[Start of Attachment]

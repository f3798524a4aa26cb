//! Recognition of surface syntax hidden inside the parsed tree
//!
//! The parser desugars infix operators into plain applications, list
//! literals into cons chains, and numeric literals into conversion calls.
//! The helpers here recognize those shapes so the printer can restore the
//! original notation.

use crate::language::*;

// Marker attributes attached by the parser to retarget printing.
pub const THEOREM_MARKER: &str = "imandra_theorem";
pub const INSTANCE_MARKER: &str = "imandra_instance";
pub const EVAL_MARKER: &str = "imandra_eval";

// Comment attributes; these carry raw text payloads.
pub const BLOCK_COMMENT: &str = "ocaml.comment";
pub const DOC_COMMENT: &str = "ocaml.doc";
pub const TEXT_COMMENT: &str = "ocaml.text";

#[derive(Debug, Clone, Copy, PartialEq, Eq)]
pub enum Associativity {
    Left,
    Right,
}

#[derive(Debug, Clone, Copy, PartialEq, Eq)]
pub enum Side {
    Left,
    Right,
}

/// The fixed infix operator set, with binding strength and associativity.
/// Looser operators carry lower precedence numbers.
const INFIX_OPERATORS: &[(&str, u8, Associativity)] = &[
    ("||", 2, Associativity::Right),
    ("&&", 3, Associativity::Right),
    ("=", 4, Associativity::Left),
    ("==", 4, Associativity::Left),
    ("!=", 4, Associativity::Left),
    ("<>", 4, Associativity::Left),
    ("<", 4, Associativity::Left),
    ("<=", 4, Associativity::Left),
    (">", 4, Associativity::Left),
    (">=", 4, Associativity::Left),
    ("<.", 4, Associativity::Left),
    ("<=.", 4, Associativity::Left),
    (">.", 4, Associativity::Left),
    (">=.", 4, Associativity::Left),
    ("@", 5, Associativity::Right),
    ("@>", 5, Associativity::Right),
    ("@>|", 5, Associativity::Right),
    ("+", 6, Associativity::Left),
    ("-", 6, Associativity::Left),
    ("+.", 6, Associativity::Left),
    ("-.", 6, Associativity::Left),
    ("*", 7, Associativity::Left),
    ("/", 7, Associativity::Left),
    ("*.", 7, Associativity::Left),
    ("/.", 7, Associativity::Left),
];

fn lookup_operator(name: &str) -> Option<(u8, Associativity)> {
    INFIX_OPERATORS
        .iter()
        .find(|(op, _, _)| *op == name)
        .map(|(_, prec, assoc)| (*prec, *assoc))
}

/// An application recognized as `lhs op rhs`.
#[derive(Debug)]
pub struct InfixApp<'e> {
    pub operator: &'e str,
    pub precedence: u8,
    pub associativity: Associativity,
    pub lhs: &'e Expression,
    pub rhs: &'e Expression,
}

/// Recognize an application of a known infix operator to exactly two
/// positional arguments.
pub fn as_infix<'e>(
    callee: &'e Expression,
    args: &'e [(ArgLabel, Expression)],
) -> Option<InfixApp<'e>> {
    let ExpressionDesc::Ident(ident) = &callee.desc else {
        return None;
    };
    let name = ident.as_plain()?;
    let (precedence, associativity) = lookup_operator(name)?;
    match args {
        [(ArgLabel::None, lhs), (ArgLabel::None, rhs)] => Some(InfixApp {
            operator: name,
            precedence,
            associativity,
            lhs,
            rhs,
        }),
        _ => None,
    }
}

/// Recognize an expression that will itself print as an infix application.
pub fn expression_as_infix(expr: &Expression) -> Option<InfixApp<'_>> {
    match &expr.desc {
        ExpressionDesc::Apply(callee, args) => as_infix(callee, args),
        _ => None,
    }
}

/// Whether an infix operand needs parentheses under its parent operator.
/// A nested infix is wrapped when it binds looser than the parent, or binds
/// equally tightly but sits on the non-associative side. Non-infix operands
/// are left to the ordinary parenthesization rules.
pub fn operand_needs_parens(parent: &InfixApp, side: Side, operand: &Expression) -> bool {
    match expression_as_infix(operand) {
        Some(child) => {
            if child.precedence != parent.precedence {
                child.precedence < parent.precedence
            } else {
                match (parent.associativity, side) {
                    (Associativity::Left, Side::Left) => false,
                    (Associativity::Right, Side::Right) => false,
                    _ => true,
                }
            }
        }
        None => false,
    }
}

/// A cons chain flattened into its elements. `tail` is the first
/// non-`::`/non-`[]` expression reached, if any.
#[derive(Debug)]
pub struct ConsChain<'e> {
    pub elements: Vec<&'e Expression>,
    pub tail: Option<&'e Expression>,
}

/// Flatten a `::` constructor application into list-literal elements.
/// Returns None when the expression is not a cons cell at all.
pub fn cons_chain(expr: &Expression) -> Option<ConsChain<'_>> {
    let mut elements = Vec::new();
    let mut current = expr;
    loop {
        match &current.desc {
            ExpressionDesc::Construct(ident, Some(arg))
                if ident.as_plain() == Some("::") =>
            {
                if let ExpressionDesc::Tuple(pair) = &arg.desc {
                    if let [head, rest] = pair.as_slice() {
                        elements.push(head);
                        current = rest;
                        continue;
                    }
                }
                return None;
            }
            ExpressionDesc::Construct(ident, None) if ident.as_plain() == Some("[]") => {
                if elements.is_empty() {
                    return None;
                }
                return Some(ConsChain {
                    elements,
                    tail: None,
                });
            }
            _ => {
                if elements.is_empty() {
                    return None;
                }
                return Some(ConsChain {
                    elements,
                    tail: Some(current),
                });
            }
        }
    }
}

/// Recognize `Z.of_nativeint c` and `Q.of_string c` conversion calls whose
/// single argument is a literal constant, and return the span of that
/// argument so its source spelling can be preserved verbatim.
pub fn literal_conversion(
    callee: &Expression,
    args: &[(ArgLabel, Expression)],
) -> Option<Span> {
    let ExpressionDesc::Ident(ident) = &callee.desc else {
        return None;
    };
    let converts = ident.is_qualified("Z", "of_nativeint") || ident.is_qualified("Q", "of_string");
    if !converts {
        return None;
    }
    match args {
        [(ArgLabel::None, arg)] if matches!(arg.desc, ExpressionDesc::Constant(_)) => {
            Some(arg.span)
        }
        _ => None,
    }
}

/// The nearest whitespace-delimited token ending before `offset` in the
/// original source. Used to tell `lemma` declarations apart from `theorem`
/// declarations, which parse identically.
pub fn preceding_token(source: &str, offset: usize) -> Option<&str> {
    let bytes = source.as_bytes();
    let mut end = offset.min(bytes.len());
    while end > 0 && bytes[end - 1].is_ascii_whitespace() {
        end -= 1;
    }
    if end == 0 {
        return None;
    }
    let mut start = end;
    while start > 0 && !bytes[start - 1].is_ascii_whitespace() {
        start -= 1;
    }
    Some(&source[start..end])
}

pub fn has_marker(attributes: &[Attribute], marker: &str) -> bool {
    attributes.iter().any(|attr| attr.name == marker)
}

/// Attributes left over once markers are consumed; these go through the
/// generic attribute renderer.
pub fn filtered_attributes(attributes: &[Attribute]) -> Vec<&Attribute> {
    attributes
        .iter()
        .filter(|attr| {
            attr.name != THEOREM_MARKER
                && attr.name != INSTANCE_MARKER
                && attr.name != EVAL_MARKER
        })
        .collect()
}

[End of Attachment]

Exercise description: Once you reach the line with "pub fn expression_as_infix(expr: &Expression)" in the data above, copy it and every line after it exactly, up to and including the line with "parent, or binds".

Solution to this exercise:
pub fn expression_as_infix(expr: &Expression) -> Option<InfixApp<'_>> {
    match &expr.desc {
        ExpressionDesc::Apply(callee, args) => as_infix(callee, args),
        _ => None,
    }
}

/// Whether an infix operand needs parentheses under its parent operator.
/// A nested infix is wrapped when it binds looser than the parent, or binds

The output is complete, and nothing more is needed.